Top

Your Baby is Ugly

Practical Usability

Moving toward a more usable world

A column by Jim Ross
January 8, 2018

UX researchers must frequently deliver bad news to the creators of products and user interfaces. After we’ve conducted expert reviews, competitive analyses, usability testing, or user research, the end result is often telling our clients, stakeholders, designers, and other project team members about all the problems we’ve found in their product. Even though this is what they asked us to do—and what they expect—listening to a long list of their baby’s faults can be demoralizing.

Yes, we do try to balance our negative criticism by also highlighting some positive aspects, but most research findings tend to be negative. After all, the goal of research activities is not to confirm how great the user experience already is. The goal is to find problems and areas for improvement. Yet, despite the fact that we deliver bad news all the time, it often feels awkward and uncomfortable. Usually, the people in the room have created the problems your research has identified. While most people take it pretty well, some won’t like what they’re hearing and will blame the messenger.

People tend to become very attached to the fruits of their labors, so hearing criticism of their work really can feel very much like having someone say their baby is ugly.

Champion Advertisement
Continue Reading…

For example, can you imagine what you’d feel like if someone said something like this to you?

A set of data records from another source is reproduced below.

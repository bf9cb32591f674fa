//! Registered webhook destinations.

use derive_more::{Display, From};
use jiff::Timestamp;
use serde::{Deserialize, Serialize};
use strum::{AsRefStr, Display as StrumDisplay};
use url::Url;
use uuid::Uuid;

/// Unique identifier of a webhook.
#[derive(Debug, Clone, Copy, PartialEq, Eq, Hash, PartialOrd, Ord)]
#[derive(Display, From, Serialize, Deserialize)]
#[serde(transparent)]
pub struct WebhookId(pub Uuid);

impl WebhookId {
    /// Generates a new time-ordered identifier.
    pub fn new() -> Self {
        Self(Uuid::now_v7())
    }
}

impl Default for WebhookId {
    fn default() -> Self {
        Self::new()
    }
}

/// Availability of a webhook, as maintained by the directory.
#[derive(Debug, Clone, Copy, PartialEq, Eq, Serialize, Deserialize)]
#[serde(tag = "state", rename_all = "snake_case")]
pub enum WebhookStatus {
    /// Events are delivered.
    Enabled,
    /// Turned off by its owner.
    Disabled,
    /// Considered unreachable since the given instant.
    Unavailable { since: Timestamp },
}

impl WebhookStatus {
    /// Returns whether events for this webhook may be dispatched.
    #[inline]
    pub const fn is_enabled(&self) -> bool {
        matches!(self, Self::Enabled)
    }
}

/// How events for a webhook are grouped into requests.
#[derive(Debug, Clone, Copy, PartialEq, Eq, Hash, Default)]
#[derive(Serialize, Deserialize, AsRefStr, StrumDisplay)]
#[serde(rename_all = "snake_case")]
#[strum(serialize_all = "snake_case")]
pub enum DeliveryMode {
    /// One request per event, attempted once.
    #[default]
    SingleAtMostOnce,
    /// Events are merged into windowed batches, each attempted once.
    BatchedAtMostOnce,
}

/// A registered HTTP destination with its delivery policy.
#[derive(Debug, Clone, PartialEq, Eq, Serialize, Deserialize)]
pub struct Webhook {
    pub id: WebhookId,
    pub url: Url,
    pub label: String,
    pub status: WebhookStatus,
    #[serde(default)]
    pub delivery_mode: DeliveryMode,
}

impl Webhook {
    /// Creates an enabled single-delivery webhook.
    pub fn new(id: WebhookId, url: Url, label: impl Into<String>) -> Self {
        Self {
            id,
            url,
            label: label.into(),
            status: WebhookStatus::Enabled,
            delivery_mode: DeliveryMode::SingleAtMostOnce,
        }
    }

    #[must_use]
    pub fn with_status(mut self, status: WebhookStatus) -> Self {
        self.status = status;
        self
    }

    #[must_use]
    pub fn with_delivery_mode(mut self, delivery_mode: DeliveryMode) -> Self {
        self.delivery_mode = delivery_mode;
        self
    }
}
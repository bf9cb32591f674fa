//! Webhook directory: the read side of webhook registration.

use std::collections::HashMap;

use tokio::sync::RwLock;

use crate::Result;
use crate::types::{Webhook, WebhookId, WebhookStatus};

/// Resolves webhook identifiers to their registration.
///
/// The engine only ever reads from the directory.
#[async_trait::async_trait]
pub trait WebhookDirectory: Send + Sync {
    /// Looks up a webhook, returning `Ok(None)` when it is not registered.
    async fn lookup(&self, webhook_id: &WebhookId) -> Result<Option<Webhook>>;
}

/// In-memory webhook directory.
#[derive(Debug, Default)]
pub struct InMemoryWebhookDirectory {
    webhooks: RwLock<HashMap<WebhookId, Webhook>>,
}

impl InMemoryWebhookDirectory {
    pub fn new() -> Self {
        Self::default()
    }

    /// Creates a directory pre-populated with `webhooks`.
    pub fn from_webhooks(webhooks: impl IntoIterator<Item = Webhook>) -> Self {
        let webhooks = webhooks.into_iter().map(|w| (w.id, w)).collect();
        Self {
            webhooks: RwLock::new(webhooks),
        }
    }

    /// Registers or replaces a webhook.
    pub async fn insert(&self, webhook: Webhook) {
        self.webhooks.write().await.insert(webhook.id, webhook);
    }

    /// Removes a webhook, returning it if it was registered.
    pub async fn remove(&self, webhook_id: &WebhookId) -> Option<Webhook> {
        self.webhooks.write().await.remove(webhook_id)
    }

    /// Changes the status of a registered webhook.
    ///
    /// Returns `false` when the webhook is not registered.
    pub async fn set_status(&self, webhook_id: &WebhookId, status: WebhookStatus) -> bool {
        match self.webhooks.write().await.get_mut(webhook_id) {
            Some(webhook) => {
                webhook.status = status;
                true
            }
            None => false,
        }
    }

    pub async fn len(&self) -> usize {
        self.webhooks.read().await.len()
    }

    pub async fn is_empty(&self) -> bool {
        self.webhooks.read().await.is_empty()
    }
}

#[async_trait::async_trait]
impl WebhookDirectory for InMemoryWebhookDirectory {
    async fn lookup(&self, webhook_id: &WebhookId) -> Result<Option<Webhook>> {
        Ok(self.webhooks.read().await.get(webhook_id).cloned())
    }
}
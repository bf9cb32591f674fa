//! Data model shared by the engine and its collaborators.

mod event;
mod webhook;

pub use event::{EventId, EventKey, WebhookEvent, WebhookEventStatus};
pub use webhook::{DeliveryMode, Webhook, WebhookId, WebhookStatus};
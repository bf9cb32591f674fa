//! Per-key batcher tasks and their supervisor.

use std::collections::HashMap;
use std::num::NonZeroUsize;
use std::time::Duration;

use tokio::sync::mpsc;
use tokio::time::{Instant, sleep_until};
use tokio_util::task::TaskTracker;

use super::{Batch, BatchKey};
use crate::dispatch::{DispatchUnit, Dispatcher};
use crate::types::{Webhook, WebhookEvent};

/// Tracing target for batching operations.
const TRACING_TARGET: &str = "hookwire_dispatch::batch";

/// An event together with the webhook it was resolved to.
type Arrival = (Webhook, WebhookEvent);

struct KeyWorker {
    tx: mpsc::UnboundedSender<Arrival>,
    last_seen: Instant,
}

/// Routes batched events to one batcher task per [`BatchKey`].
///
/// Owned by the engine's consumer task. Dropping a key's sender is the only
/// way a batcher task ends: it then drains its queue, flushes, and exits.
pub(crate) struct BatchAggregator {
    max_batch_size: NonZeroUsize,
    max_wait_time: Duration,
    idle_ttl: Duration,
    workers: HashMap<BatchKey, KeyWorker>,
    dispatcher: Dispatcher,
    tracker: TaskTracker,
}

impl BatchAggregator {
    pub fn new(
        max_batch_size: NonZeroUsize,
        max_wait_time: Duration,
        idle_ttl: Duration,
        dispatcher: Dispatcher,
        tracker: TaskTracker,
    ) -> Self {
        Self {
            max_batch_size,
            max_wait_time,
            idle_ttl,
            workers: HashMap::new(),
            dispatcher,
            tracker,
        }
    }

    /// Hands an event to its key's batcher, starting one if needed.
    pub fn push(&mut self, webhook: Webhook, event: WebhookEvent) {
        let key = BatchKey::of(&event);
        let now = Instant::now();
        let mut arrival = (webhook, event);

        if let Some(worker) = self.workers.get_mut(&key) {
            match worker.tx.send(arrival) {
                Ok(()) => {
                    worker.last_seen = now;
                    return;
                }
                Err(mpsc::error::SendError(returned)) => {
                    tracing::warn!(
                        target: TRACING_TARGET,
                        key = %key,
                        "Batcher stopped unexpectedly, restarting"
                    );
                    arrival = returned;
                }
            }
        }

        let tx = self.spawn_batcher(key);
        if tx.send(arrival).is_err() {
            tracing::error!(
                target: TRACING_TARGET,
                key = %key,
                "Batcher stopped before receiving its first event"
            );
            return;
        }
        self.workers.insert(key, KeyWorker { tx, last_seen: now });
    }

    /// Retires every key that received nothing for the idle TTL.
    pub fn retire_idle(&mut self) {
        let now = Instant::now();
        let idle_ttl = self.idle_ttl;

        self.workers.retain(|key, worker| {
            let idle = now.saturating_duration_since(worker.last_seen);
            if idle < idle_ttl {
                return true;
            }

            tracing::debug!(
                target: TRACING_TARGET,
                key = %key,
                idle_ms = idle.as_millis() as u64,
                "Retiring idle batcher"
            );
            false
        });
    }

    /// Number of keys with a running batcher.
    pub fn active_keys(&self) -> usize {
        self.workers.len()
    }

    /// Stops every batcher; open batches are flushed right away.
    pub fn close(self) {
        tracing::debug!(
            target: TRACING_TARGET,
            active_keys = self.workers.len(),
            "Closing batchers"
        );
    }

    fn spawn_batcher(&self, key: BatchKey) -> mpsc::UnboundedSender<Arrival> {
        let (tx, rx) = mpsc::unbounded_channel();
        tracing::debug!(target: TRACING_TARGET, key = %key, "Starting batcher");

        self.tracker.spawn(run_batcher(
            key,
            rx,
            self.max_batch_size.get(),
            self.max_wait_time,
            self.dispatcher.clone(),
        ));
        tx
    }
}

/// Why a batch was flushed.
#[derive(Debug, Clone, Copy, strum::Display)]
#[strum(serialize_all = "snake_case")]
enum FlushTrigger {
    Size,
    Time,
    Closed,
}

/// Collects batches for one key until its queue is closed and drained.
async fn run_batcher(
    key: BatchKey,
    mut rx: mpsc::UnboundedReceiver<Arrival>,
    max_batch_size: usize,
    max_wait_time: Duration,
    dispatcher: Dispatcher,
) {
    while let Some((webhook, first)) = rx.recv().await {
        let mut batch = Batch::open(webhook, first);
        let deadline = sleep_until(batch.opened_at() + max_wait_time);
        tokio::pin!(deadline);

        let trigger = loop {
            if batch.len() >= max_batch_size {
                break FlushTrigger::Size;
            }

            tokio::select! {
                biased;
                _ = &mut deadline => break FlushTrigger::Time,
                arrival = rx.recv() => match arrival {
                    Some((_, event)) => batch.push(event),
                    None => break FlushTrigger::Closed,
                },
            }
        };

        tracing::debug!(
            target: TRACING_TARGET,
            key = %key,
            events = batch.len(),
            trigger = %trigger,
            "Flushing batch"
        );
        dispatcher.dispatch(DispatchUnit::Batch(batch)).await;
    }

    tracing::debug!(target: TRACING_TARGET, key = %key, "Batcher stopped");
}

#[cfg(test)]
mod tests {
    use std::sync::Arc;

    use hookwire_webhook::Headers;
    use hookwire_webhook::mock::MockClient;
    use tokio_util::sync::CancellationToken;
    use url::Url;

    use super::*;
    use crate::dispatch::FatalSignal;
    use crate::store::{EventStore, InMemoryEventStore};
    use crate::types::{DeliveryMode, WebhookEventStatus, WebhookId};

    const WAIT: Duration = Duration::from_secs(1);

    struct Fixture {
        store: Arc<InMemoryEventStore>,
        client: MockClient,
        tracker: TaskTracker,
        aggregator: BatchAggregator,
        webhook: Webhook,
    }

    fn fixture(max_batch_size: usize, idle_ttl: Duration) -> Fixture {
        let store = Arc::new(InMemoryEventStore::new());
        let client = MockClient::new();
        let tracker = TaskTracker::new();
        let (unclaimed, _) = mpsc::unbounded_channel();
        let dispatcher = Dispatcher::new(
            store.clone(),
            client.clone().into_service(),
            Arc::default(),
            tracker.clone(),
            FatalSignal::new(CancellationToken::new()),
            unclaimed,
        );
        let aggregator = BatchAggregator::new(
            NonZeroUsize::new(max_batch_size).unwrap(),
            WAIT,
            idle_ttl,
            dispatcher,
            tracker.clone(),
        );
        let webhook = Webhook::new(
            WebhookId::new(),
            Url::parse("https://batch.test/hook").unwrap(),
            "batch",
        )
        .with_delivery_mode(DeliveryMode::BatchedAtMostOnce);

        Fixture {
            store,
            client,
            tracker,
            aggregator,
            webhook,
        }
    }

    impl Fixture {
        async fn push_text(&mut self, content: &str) -> WebhookEvent {
            let event = WebhookEvent::new(self.webhook.id, content, Headers::new());
            self.store.insert(event.clone()).await.unwrap();
            self.aggregator.push(self.webhook.clone(), event.clone());
            event
        }
    }

    #[tokio::test(start_paused = true)]
    async fn test_flush_on_size() {
        let mut fixture = fixture(2, Duration::from_secs(60));
        fixture.push_text("a").await;
        fixture.push_text("b").await;
        fixture.push_text("c").await;

        assert_eq!(fixture.client.wait_for_requests(1, Duration::from_millis(10)).await, 1);
        assert_eq!(fixture.client.requests().await[0].content, "ab");
        assert_eq!(fixture.aggregator.active_keys(), 1);
    }

    #[tokio::test(start_paused = true)]
    async fn test_flush_on_time() {
        let mut fixture = fixture(10, Duration::from_secs(60));
        fixture.push_text("a").await;

        tokio::time::sleep(WAIT / 2).await;
        assert!(fixture.client.requests().await.is_empty());

        tokio::time::sleep(WAIT).await;
        let requests = fixture.client.requests().await;
        assert_eq!(requests.len(), 1);
        assert_eq!(requests[0].content, "a");
    }

    #[tokio::test(start_paused = true)]
    async fn test_close_flushes_open_batch() {
        let mut fixture = fixture(10, Duration::from_secs(60));
        let first = fixture.push_text("a").await;
        let second = fixture.push_text("b").await;

        fixture.aggregator.close();
        fixture.tracker.close();
        fixture.tracker.wait().await;

        assert_eq!(fixture.client.requests().await.len(), 1);
        for event in [first, second] {
            assert_eq!(
                fixture.store.status(&event.key).await.unwrap(),
                Some(WebhookEventStatus::Delivered)
            );
        }
    }

    #[tokio::test(start_paused = true)]
    async fn test_idle_key_is_retired_and_restarted() {
        let mut fixture = fixture(10, WAIT * 2);
        fixture.push_text("a").await;

        tokio::time::sleep(WAIT * 3).await;
        fixture.aggregator.retire_idle();
        assert_eq!(fixture.aggregator.active_keys(), 0);

        fixture.push_text("b").await;
        assert_eq!(fixture.aggregator.active_keys(), 1);
        tokio::time::sleep(WAIT * 2).await;

        let contents: Vec<_> = fixture
            .client
            .requests()
            .await
            .into_iter()
            .map(|r| r.content)
            .collect();
        assert_eq!(contents, ["a", "b"]);
    }
}
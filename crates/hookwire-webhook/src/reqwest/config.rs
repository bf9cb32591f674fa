//! Reqwest client configuration.

use std::time::Duration;

#[cfg(feature = "config")]
use clap::Args;
use serde::{Deserialize, Serialize};

/// Default timeout for a whole webhook request: 30 seconds.
pub const DEFAULT_TIMEOUT_SECS: u64 = 30;

/// Default timeout for establishing a connection: 10 seconds.
pub const DEFAULT_CONNECT_TIMEOUT_SECS: u64 = 10;

/// Configuration for the reqwest HTTP client.
#[derive(Debug, Clone, Serialize, Deserialize)]
#[cfg_attr(feature = "config", derive(Args))]
pub struct ReqwestConfig {
    /// HTTP request timeout in seconds
    #[cfg_attr(
        feature = "config",
        arg(long = "http-timeout", env = "HTTP_TIMEOUT", default_value = "30")
    )]
    #[serde(default = "default_timeout_secs")]
    pub http_timeout: u64,

    /// TCP connect timeout in seconds
    #[cfg_attr(
        feature = "config",
        arg(
            long = "http-connect-timeout",
            env = "HTTP_CONNECT_TIMEOUT",
            default_value = "10"
        )
    )]
    #[serde(default = "default_connect_timeout_secs")]
    pub http_connect_timeout: u64,

    /// User-Agent header to send with requests
    #[cfg_attr(
        feature = "config",
        arg(long = "http-user-agent", env = "HTTP_USER_AGENT")
    )]
    #[serde(default)]
    pub user_agent: Option<String>,
}

fn default_timeout_secs() -> u64 {
    DEFAULT_TIMEOUT_SECS
}

fn default_connect_timeout_secs() -> u64 {
    DEFAULT_CONNECT_TIMEOUT_SECS
}

impl Default for ReqwestConfig {
    fn default() -> Self {
        Self {
            http_timeout: default_timeout_secs(),
            http_connect_timeout: default_connect_timeout_secs(),
            user_agent: None,
        }
    }
}

impl ReqwestConfig {
    /// Create a new configuration with the specified request timeout.
    pub fn new(timeout_secs: u64) -> Self {
        Self {
            http_timeout: timeout_secs,
            ..Self::default()
        }
    }

    /// Returns the request timeout, falling back to the default when zero.
    pub fn timeout(&self) -> Duration {
        match self.http_timeout {
            0 => Duration::from_secs(DEFAULT_TIMEOUT_SECS),
            secs => Duration::from_secs(secs),
        }
    }

    /// Returns the connect timeout, capped by the request timeout.
    pub fn connect_timeout(&self) -> Duration {
        let connect = match self.http_connect_timeout {
            0 => Duration::from_secs(DEFAULT_CONNECT_TIMEOUT_SECS),
            secs => Duration::from_secs(secs),
        };
        connect.min(self.timeout())
    }

    /// Returns the effective user agent, using default if not set.
    pub fn effective_user_agent(&self) -> String {
        self.user_agent
            .clone()
            .unwrap_or_else(|| format!("hookwire/{}", env!("CARGO_PKG_VERSION")))
    }

    /// Set the request timeout in seconds.
    #[must_use]
    pub fn with_timeout(mut self, timeout_secs: u64) -> Self {
        self.http_timeout = timeout_secs;
        self
    }

    /// Set the connect timeout in seconds.
    #[must_use]
    pub fn with_connect_timeout(mut self, timeout_secs: u64) -> Self {
        self.http_connect_timeout = timeout_secs;
        self
    }

    /// Set the user agent.
    #[must_use]
    pub fn with_user_agent(mut self, user_agent: impl Into<String>) -> Self {
        self.user_agent = Some(user_agent.into());
        self
    }
}
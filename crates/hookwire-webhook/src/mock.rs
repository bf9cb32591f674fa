//! Recording mock client for tests.
//!
//! This module is only available when the `test-utils` feature is enabled:
//!
//! ```toml
//! [dev-dependencies]
//! hookwire-webhook = { version = "...", features = ["test-utils"] }
//! ```
//!
//! # Example
//!
//! ```rust,ignore
//! use hookwire_webhook::mock::MockClient;
//!
//! let client = MockClient::new().with_status_for(url, 500);
//! let service = client.clone().into_service();
//! // ... drive deliveries ...
//! assert_eq!(client.requests().await.len(), 1);
//! ```

use std::collections::HashMap;
use std::sync::Arc;
use std::time::Duration;

use jiff::Timestamp;
use tokio::sync::{Mutex, Notify};
use url::Url;

use crate::{
    Error, Result, WebhookClient, WebhookHttpRequest, WebhookHttpResponse, WebhookService,
};

/// Scripted outcome for a destination.
#[derive(Debug, Clone, Copy, PartialEq, Eq)]
pub enum MockOutcome {
    /// Answer with this HTTP status code.
    Status(u16),
    /// Fail as if the connection could not be established.
    TransportError,
}

#[derive(Debug, Default)]
struct MockState {
    requests: Mutex<Vec<WebhookHttpRequest>>,
    notify: Notify,
}

/// Client that records every request and answers with scripted outcomes.
///
/// Unless configured otherwise every destination answers `200 OK`.
#[derive(Debug, Clone)]
pub struct MockClient {
    state: Arc<MockState>,
    default: MockOutcome,
    overrides: HashMap<Url, MockOutcome>,
    latency: Option<Duration>,
}

impl Default for MockClient {
    fn default() -> Self {
        Self {
            state: Arc::default(),
            default: MockOutcome::Status(200),
            overrides: HashMap::new(),
            latency: None,
        }
    }
}

impl MockClient {
    pub fn new() -> Self {
        Self::default()
    }

    /// Sets the status returned for destinations without an override.
    #[must_use]
    pub fn with_status(mut self, status_code: u16) -> Self {
        self.default = MockOutcome::Status(status_code);
        self
    }

    /// Makes every destination without an override fail at the transport level.
    #[must_use]
    pub fn with_transport_error(mut self) -> Self {
        self.default = MockOutcome::TransportError;
        self
    }

    /// Sets the status returned for one destination.
    #[must_use]
    pub fn with_status_for(mut self, url: Url, status_code: u16) -> Self {
        self.overrides.insert(url, MockOutcome::Status(status_code));
        self
    }

    /// Makes one destination fail at the transport level.
    #[must_use]
    pub fn with_transport_error_for(mut self, url: Url) -> Self {
        self.overrides.insert(url, MockOutcome::TransportError);
        self
    }

    /// Delays every answer by `latency`.
    #[must_use]
    pub fn with_latency(mut self, latency: Duration) -> Self {
        self.latency = Some(latency);
        self
    }

    /// Wraps a clone of this client into a [`WebhookService`].
    pub fn into_service(self) -> WebhookService {
        WebhookService::new(self)
    }

    /// Returns every request received so far, in arrival order.
    pub async fn requests(&self) -> Vec<WebhookHttpRequest> {
        self.state.requests.lock().await.clone()
    }

    /// Returns the requests sent to `url`, in arrival order.
    pub async fn requests_to(&self, url: &Url) -> Vec<WebhookHttpRequest> {
        self.state
            .requests
            .lock()
            .await
            .iter()
            .filter(|r| &r.url == url)
            .cloned()
            .collect()
    }

    /// Waits until at least `count` requests were received or `timeout` passed.
    ///
    /// Returns the number of requests received.
    pub async fn wait_for_requests(&self, count: usize, timeout: Duration) -> usize {
        let wait = async {
            loop {
                let notified = self.state.notify.notified();
                let received = self.state.requests.lock().await.len();
                if received >= count {
                    return received;
                }
                notified.await;
            }
        };

        match tokio::time::timeout(timeout, wait).await {
            Ok(received) => received,
            Err(_) => self.state.requests.lock().await.len(),
        }
    }

    fn outcome_for(&self, url: &Url) -> MockOutcome {
        self.overrides.get(url).copied().unwrap_or(self.default)
    }
}

#[async_trait::async_trait]
impl WebhookClient for MockClient {
    async fn send(&self, request: &WebhookHttpRequest) -> Result<WebhookHttpResponse> {
        let started_at = Timestamp::now();
        self.state.requests.lock().await.push(request.clone());
        self.state.notify.notify_waiters();

        if let Some(latency) = self.latency {
            tokio::time::sleep(latency).await;
        }

        match self.outcome_for(&request.url) {
            MockOutcome::Status(status_code) => Ok(WebhookHttpResponse::new(
                request.request_id,
                status_code,
                started_at,
            )),
            MockOutcome::TransportError => Err(Error::network_error()
                .with_message("Connection refused")
                .with_context(request.url.to_string())),
        }
    }
}
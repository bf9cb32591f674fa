//! Cloneable handle around a [`WebhookClient`].

use std::fmt;
use std::sync::Arc;

use crate::{Result, WebhookClient, WebhookHttpRequest, WebhookHttpResponse};

/// Shared webhook client used for dependency injection.
///
/// Cloning is cheap; every clone talks to the same underlying client.
#[derive(Clone)]
pub struct WebhookService {
    inner: Arc<dyn WebhookClient>,
}

impl WebhookService {
    /// Wraps a client implementation.
    pub fn new(client: impl WebhookClient + 'static) -> Self {
        Self {
            inner: Arc::new(client),
        }
    }

    /// Wraps an already shared client.
    pub fn from_arc(client: Arc<dyn WebhookClient>) -> Self {
        Self { inner: client }
    }

    /// Sends one request through the wrapped client.
    pub async fn send(&self, request: &WebhookHttpRequest) -> Result<WebhookHttpResponse> {
        self.inner.send(request).await
    }
}

impl fmt::Debug for WebhookService {
    fn fmt(&self, f: &mut fmt::Formatter<'_>) -> fmt::Result {
        f.debug_struct("WebhookService").finish_non_exhaustive()
    }
}
//! Classification of event payloads for batching.

use hookwire_webhook::Headers;
use serde::{Deserialize, Serialize};
use strum::{AsRefStr, Display};

/// Payload classification; part of the batching key and selects the merge rule.
#[derive(Debug, Clone, Copy, PartialEq, Eq, Hash, PartialOrd, Ord)]
#[derive(Serialize, Deserialize, AsRefStr, Display)]
#[serde(rename_all = "snake_case")]
#[strum(serialize_all = "snake_case")]
pub enum ContentCategory {
    /// `application/json` or any `+json` structured syntax suffix.
    Json,
    /// Plain text and anything unrecognized, including a missing content type.
    Text,
}

impl ContentCategory {
    /// Classifies an event by its declared `Content-Type` header.
    pub fn of(headers: &Headers) -> Self {
        headers
            .content_type()
            .map_or(Self::Text, Self::from_content_type)
    }

    /// Classifies a `Content-Type` value; parameters such as `charset` are ignored.
    pub fn from_content_type(content_type: &str) -> Self {
        let essence = content_type
            .split(';')
            .next()
            .unwrap_or_default()
            .trim()
            .to_ascii_lowercase();

        if essence == "application/json" || essence.ends_with("+json") {
            Self::Json
        } else {
            Self::Text
        }
    }
}
//! Structured error handling for webhook transport operations.

use hipstr::HipStr;
use strum::{AsRefStr, Display, EnumString, IntoStaticStr};
use thiserror::Error;

/// Type alias for boxed dynamic errors that can be sent across threads.
pub type BoxedError = Box<dyn std::error::Error + Send + Sync>;

/// Type alias for Results with our custom Error type.
pub type Result<T, E = Error> = std::result::Result<T, E>;

/// Categories of errors that can occur while sending a webhook.
#[derive(Debug, Clone, Copy, PartialEq, Eq, Hash, Default)]
#[derive(AsRefStr, Display, EnumString, IntoStaticStr)]
#[strum(serialize_all = "snake_case")]
pub enum ErrorKind {
    /// The request could not be built from its inputs.
    InvalidInput,
    /// Connecting to or talking with the destination failed.
    NetworkError,
    /// The destination did not answer in time.
    Timeout,
    /// Serialization/deserialization error.
    Serialization,
    /// Client configuration error.
    Configuration,
    /// Internal client error.
    InternalError,
    /// Unknown error occurred.
    #[default]
    Unknown,
}

impl ErrorKind {
    /// Check if this error kind is typically transient.
    ///
    /// Delivery in this workspace never retries, but callers logging a failure
    /// still want to know whether the destination or the request was at fault.
    #[must_use]
    pub const fn is_retryable(&self) -> bool {
        matches!(self, Self::NetworkError | Self::Timeout)
    }
}

/// Structured error type with classification and context tracking.
#[must_use]
#[derive(Debug, Error)]
#[error("[{kind}]{}", message.as_ref().map(|m| format!(": {m}")).unwrap_or_default())]
pub struct Error {
    /// The kind of error that occurred.
    pub kind: ErrorKind,
    /// Primary error message.
    pub message: Option<HipStr<'static>>,
    /// Underlying source error, if any.
    #[source]
    pub source: Option<BoxedError>,
    /// Additional context information.
    pub context: Option<HipStr<'static>>,
}

impl Error {
    /// Creates a new error with the given kind.
    pub fn new(kind: ErrorKind) -> Self {
        Self {
            kind,
            message: None,
            source: None,
            context: None,
        }
    }

    /// Creates a new error from a source error.
    pub fn from_source(kind: ErrorKind, source: impl Into<BoxedError>) -> Self {
        Self {
            kind,
            message: None,
            source: Some(source.into()),
            context: None,
        }
    }

    /// Creates an [`ErrorKind::InvalidInput`] error.
    pub fn invalid_input() -> Self {
        Self::new(ErrorKind::InvalidInput)
    }

    /// Creates an [`ErrorKind::NetworkError`] error.
    pub fn network_error() -> Self {
        Self::new(ErrorKind::NetworkError)
    }

    /// Creates an [`ErrorKind::Timeout`] error.
    pub fn timeout() -> Self {
        Self::new(ErrorKind::Timeout)
    }

    /// Creates an [`ErrorKind::Serialization`] error.
    pub fn serialization() -> Self {
        Self::new(ErrorKind::Serialization)
    }

    /// Creates an [`ErrorKind::Configuration`] error.
    pub fn configuration() -> Self {
        Self::new(ErrorKind::Configuration)
    }

    /// Adds a message to this error.
    pub fn with_message(mut self, message: impl Into<HipStr<'static>>) -> Self {
        self.message = Some(message.into());
        self
    }

    /// Sets the source of the error.
    pub fn with_source(mut self, source: impl Into<BoxedError>) -> Self {
        self.source = Some(source.into());
        self
    }

    /// Adds context to the error.
    pub fn with_context(mut self, context: impl Into<HipStr<'static>>) -> Self {
        self.context = Some(context.into());
        self
    }

    /// Check if this error is retryable based on its kind.
    #[must_use]
    pub const fn is_retryable(&self) -> bool {
        self.kind.is_retryable()
    }
}

impl From<std::io::Error> for Error {
    fn from(error: std::io::Error) -> Self {
        Self::from_source(ErrorKind::NetworkError, error).with_message("I/O operation failed")
    }
}

impl From<url::ParseError> for Error {
    fn from(error: url::ParseError) -> Self {
        Self::from_source(ErrorKind::InvalidInput, error).with_message("Invalid webhook URL")
    }
}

“Mr. and Mrs. Smith, thank you for coming in today. We’re here to present the results of the evaluation we did of your baby. As you know, we presented him to a variety of people who are representative of those with whom he will interact during his lifetime.

“Although we found that your baby has some very good qualities, which you can be very proud of, he definitely has some areas for improvement, too. In fact, most of the participants felt strongly that your baby is extremely ugly. You see, your baby violates many common standards and best practices of baby design. So we strongly recommend that you fix the following features if you ever want him to be presentable to society. …”

So what are the best ways to deliver bad news without hurting people’s feelings? In this column, I’ll provide some tips for getting your stakeholders to face painful truths.

Get Stakeholders to Admit It’s Ugly First

It’s much easier to criticize a product after your clients and stakeholders have already done it first. That makes it natural for you to join in as well. Most clients are well aware of their product’s problems. After all, they wouldn’t be spending money on user research or usability testing if they thought everything was already perfect.

At the beginning of a project, during the kickoff meeting and stakeholder interviews, ask your clients and stakeholders to assess how they feel about the current state of their product. What are their reasons for wanting to conduct this research project? If it’s a new product, what are they trying to accomplish? If it’s a redesign of an existing product, why do they want to redesign it? What existing problems do they want to solve? What feedback have they heard from users?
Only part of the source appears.